> [Task directions]: Work out how many lines in the listing below include the word "Item". Give nothing but the number.
....................
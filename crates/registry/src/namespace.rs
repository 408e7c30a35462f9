//! The materialized, fingerprint-scoped set of descriptors.

use std::{borrow::Cow, sync::Arc};

use indexmap::IndexMap;
use ipaschema_api::RemoteApi;
use ipaschema_types::{ClassSpec, CommandSpec, SchemaDocument};
use tracing::{info, warn};

use crate::{
    command::{CommandDescriptor, compile_command},
    error::CompileError,
    object::{ObjectDescriptor, compile_object},
    topic::{TopicIndex, TopicMembers},
};

/// A descriptor resolved by name.
#[derive(Debug, Clone, Copy, PartialEq)]
pub enum Descriptor<'a> {
    Command(&'a CommandDescriptor),
    Object(&'a ObjectDescriptor),
}

impl Descriptor<'_> {
    pub fn name(&self) -> &str {
        match self {
            Descriptor::Command(command) => &command.name,
            Descriptor::Object(object) => &object.name,
        }
    }
}

/// Every command, object and topic compiled from one schema fingerprint.
///
/// Built once and never mutated; safe to share across threads.
#[derive(Debug, Clone, PartialEq)]
pub struct Namespace {
    fingerprint: String,
    commands: IndexMap<String, CommandDescriptor>,
    objects: IndexMap<String, ObjectDescriptor>,
    topics: TopicIndex,
    errors: Vec<CompileError>,
}

impl Namespace {
    /// Compiles all entities of `document`.
    ///
    /// A malformed command or class is skipped and its error recorded; the
    /// rest of the namespace is still built. Default resolvers are bound to
    /// `remote`.
    pub fn build(document: &SchemaDocument, remote: &Arc<dyn RemoteApi>) -> Self {
        let mut topics = TopicIndex::new(document.topics.values());
        let mut errors = Vec::new();

        let mut commands = IndexMap::with_capacity(document.commands.len());
        for (name, spec) in &document.commands {
            let spec = named(spec, name);
            match compile_command(remote, &spec) {
                Ok(command) => {
                    topics.add_command(command.topic.as_deref(), name);
                    commands.insert(name.clone(), command);
                }
                Err(error) => {
                    warn!(fingerprint = %document.fingerprint, %error, "skipping malformed command");
                    errors.push(error);
                }
            }
        }

        let mut objects = IndexMap::with_capacity(document.classes.len());
        for (name, spec) in &document.classes {
            let spec = named(spec, name);
            match compile_object(remote, &spec) {
                Ok(object) => {
                    topics.add_object(object.topic.as_deref(), name);
                    objects.insert(name.clone(), object);
                }
                Err(error) => {
                    warn!(fingerprint = %document.fingerprint, %error, "skipping malformed class");
                    errors.push(error);
                }
            }
        }

        info!(
            fingerprint = %document.fingerprint,
            commands = commands.len(),
            objects = objects.len(),
            topics = document.topics.len(),
            skipped = errors.len(),
            "built namespace"
        );
        Self {
            fingerprint: document.fingerprint.clone(),
            commands,
            objects,
            topics,
            errors,
        }
    }

    pub fn fingerprint(&self) -> &str {
        &self.fingerprint
    }

    pub fn command(&self, name: &str) -> Option<&CommandDescriptor> {
        self.commands.get(name)
    }

    pub fn object(&self, name: &str) -> Option<&ObjectDescriptor> {
        self.objects.get(name)
    }

    /// Looks `name` up among commands, then objects.
    pub fn get(&self, name: &str) -> Option<Descriptor<'_>> {
        self.command(name)
            .map(Descriptor::Command)
            .or_else(|| self.object(name).map(Descriptor::Object))
    }

    pub fn commands(&self) -> impl Iterator<Item = &CommandDescriptor> {
        self.commands.values()
    }

    pub fn objects(&self) -> impl Iterator<Item = &ObjectDescriptor> {
        self.objects.values()
    }

    pub fn topics(&self) -> &TopicIndex {
        &self.topics
    }

    /// Command and object names grouped by topic.
    pub fn names_by_topic(&self) -> impl Iterator<Item = (Option<&str>, &TopicMembers)> {
        self.topics.names_by_topic()
    }

    /// Entities skipped during the build.
    pub fn errors(&self) -> &[CompileError] {
        &self.errors
    }
}

/// The entry as filed under `key`. A document assembled in code may leave an
/// entry's own `name` empty; lookups and default resolvers go by the key.
fn named<'a, T: Keyed>(spec: &'a T, key: &str) -> Cow<'a, T> {
    if spec.name() == key {
        return Cow::Borrowed(spec);
    }
    let mut owned = spec.clone();
    owned.set_name(key);
    Cow::Owned(owned)
}

trait Keyed: Clone {
    fn name(&self) -> &str;
    fn set_name(&mut self, name: &str);
}

impl Keyed for CommandSpec {
    fn name(&self) -> &str {
        &self.name
    }

    fn set_name(&mut self, name: &str) {
        self.name = name.to_string();
    }
}

impl Keyed for ClassSpec {
    fn name(&self) -> &str {
        &self.name
    }

    fn set_name(&mut self, name: &str) {
        self.name = name.to_string();
    }
}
....................
> [Solved exercise]: 3